• _Recorded data_:
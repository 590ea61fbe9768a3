//! Builtin wiki tool mapping `wiki.*` methods onto the downstream wiki's
//! REST surface.

use crate::downstream::http::HttpClient;
use crate::downstream::issues::{require_str, urlencode};
use crate::protocol::{MethodDescriptor, ParameterDescriptor, ReturnDescriptor, ToolDescriptor};
use crate::server::handler::ToolHandler;
use crate::utils::errors::{BridgeError, BridgeResult};
use async_trait::async_trait;
use serde_json::{json, Value};
use std::sync::Arc;

pub const TOOL_NAME: &str = "wiki";

pub struct WikiTool {
    http: Arc<HttpClient>,
}

impl WikiTool {
    pub fn new(http: Arc<HttpClient>) -> Self {
        Self { http }
    }
}

#[async_trait]
impl ToolHandler for WikiTool {
    async fn invoke(&self, method: &str, params: Value) -> BridgeResult<Value> {
        match method {
            "createPage" => {
                let response = self.http.post("/pages", params).await?;
                Ok(response.data)
            }
            "getPage" => {
                let id = require_str(&params, "id")?;
                let response = self.http.get(&format!("/pages/{}", id)).await?;
                Ok(response.data)
            }
            "updatePage" => {
                let id = require_str(&params, "id")?;
                let content = params.get("content").cloned().unwrap_or(Value::Null);
                let response = self.http.put(&format!("/pages/{}", id), content).await?;
                Ok(response.data)
            }
            "deletePage" => {
                let id = require_str(&params, "id")?;
                self.http.delete(&format!("/pages/{}", id)).await?;
                Ok(json!({ "deleted": id }))
            }
            "searchPages" => {
                let query = require_str(&params, "query")?;
                let response = self
                    .http
                    .get(&format!("/pages/search?query={}", urlencode(query)))
                    .await?;
                Ok(response.data)
            }
            other => Err(BridgeError::ExecutionError(format!(
                "wiki tool has no method '{}'",
                other
            ))),
        }
    }
}

/// Descriptor advertised for the builtin wiki tool
pub fn descriptor() -> ToolDescriptor {
    ToolDescriptor::new(TOOL_NAME, env!("CARGO_PKG_VERSION"))
        .with_description("Wiki page operations")
        .with_method(
            MethodDescriptor::new("createPage", "Create a new page")
                .with_parameter(ParameterDescriptor::new("title", "string", true))
                .with_parameter(ParameterDescriptor::new("content", "object", true))
                .with_returns(ReturnDescriptor::new("page", "object")),
        )
        .with_method(
            MethodDescriptor::new("getPage", "Fetch a page by id")
                .with_parameter(ParameterDescriptor::new("id", "string", true))
                .with_returns(ReturnDescriptor::new("page", "object")),
        )
        .with_method(
            MethodDescriptor::new("updatePage", "Replace a page's content")
                .with_parameter(ParameterDescriptor::new("id", "string", true))
                .with_parameter(ParameterDescriptor::new("content", "object", true))
                .with_returns(ReturnDescriptor::new("page", "object")),
        )
        .with_method(
            MethodDescriptor::new("deletePage", "Delete a page")
                .with_parameter(ParameterDescriptor::new("id", "string", true))
                .with_returns(ReturnDescriptor::new("result", "object")),
        )
        .with_method(
            MethodDescriptor::new("searchPages", "Search pages by query")
                .with_parameter(ParameterDescriptor::new("query", "string", true))
                .with_returns(ReturnDescriptor::new("results", "array")),
        )
}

• _To do_: Repeat the material above in full, quoting it exactly.

• _Answer space_:
repository 590ea61fbe9768a3
//! Builtin wiki tool mapping `wiki.*` methods onto the downstream wiki's
//! REST surface.

use crate::downstream::http::HttpClient;
use crate::downstream::issues::{require_str, urlencode};
use crate::protocol::{MethodDescriptor, ParameterDescriptor, ReturnDescriptor, ToolDescriptor};
use crate::server::handler::ToolHandler;
use crate::utils::errors::{BridgeError, BridgeResult};
use async_trait::async_trait;
use serde_json::{json, Value};
use std::sync::Arc;

pub const TOOL_NAME: &str = "wiki";

pub struct WikiTool {
    http: Arc<HttpClient>,
}

impl WikiTool {
    pub fn new(http: Arc<HttpClient>) -> Self {
        Self { http }
    }
}

#[async_trait]
impl ToolHandler for WikiTool {
    async fn invoke(&self, method: &str, params: Value) -> BridgeResult<Value> {
        match method {
            "createPage" => {
                let response = self.http.post("/pages", params).await?;
                Ok(response.data)
            }
            "getPage" => {
                let id = require_str(&params, "id")?;
                let response = self.http.get(&format!("/pages/{}", id)).await?;
                Ok(response.data)
            }
            "updatePage" => {
                let id = require_str(&params, "id")?;
                let content = params.get("content").cloned().unwrap_or(Value::Null);
                let response = self.http.put(&format!("/pages/{}", id), content).await?;
                Ok(response.data)
            }
            "deletePage" => {
                let id = require_str(&params, "id")?;
                self.http.delete(&format!("/pages/{}", id)).await?;
                Ok(json!({ "deleted": id }))
            }
            "searchPages" => {
                let query = require_str(&params, "query")?;
                let response = self
                    .http
                    .get(&format!("/pages/search?query={}", urlencode(query)))
                    .await?;
                Ok(response.data)
            }
            other => Err(BridgeError::ExecutionError(format!(
                "wiki tool has no method '{}'",
                other
            ))),
        }
    }
}

/// Descriptor advertised for the builtin wiki tool
pub fn descriptor() -> ToolDescriptor {
    ToolDescriptor::new(TOOL_NAME, env!("CARGO_PKG_VERSION"))
        .with_description("Wiki page operations")
        .with_method(
            MethodDescriptor::new("createPage", "Create a new page")
                .with_parameter(ParameterDescriptor::new("title", "string", true))
                .with_parameter(ParameterDescriptor::new("content", "object", true))
                .with_returns(ReturnDescriptor::new("page", "object")),
        )
        .with_method(
            MethodDescriptor::new("getPage", "Fetch a page by id")
                .with_parameter(ParameterDescriptor::new("id", "string", true))
                .with_returns(ReturnDescriptor::new("page", "object")),
        )
        .with_method(
            MethodDescriptor::new("updatePage", "Replace a page's content")
                .with_parameter(ParameterDescriptor::new("id", "string", true))
                .with_parameter(ParameterDescriptor::new("content", "object", true))
                .with_returns(ReturnDescriptor::new("page", "object")),
        )
        .with_method(
            MethodDescriptor::new("deletePage", "Delete a page")
                .with_parameter(ParameterDescriptor::new("id", "string", true))
                .with_returns(ReturnDescriptor::new("result", "object")),
        )
        .with_method(
            MethodDescriptor::new("searchPages", "Search pages by query")
                .with_parameter(ParameterDescriptor::new("query", "string", true))
                .with_returns(ReturnDescriptor::new("results", "array")),
        )
}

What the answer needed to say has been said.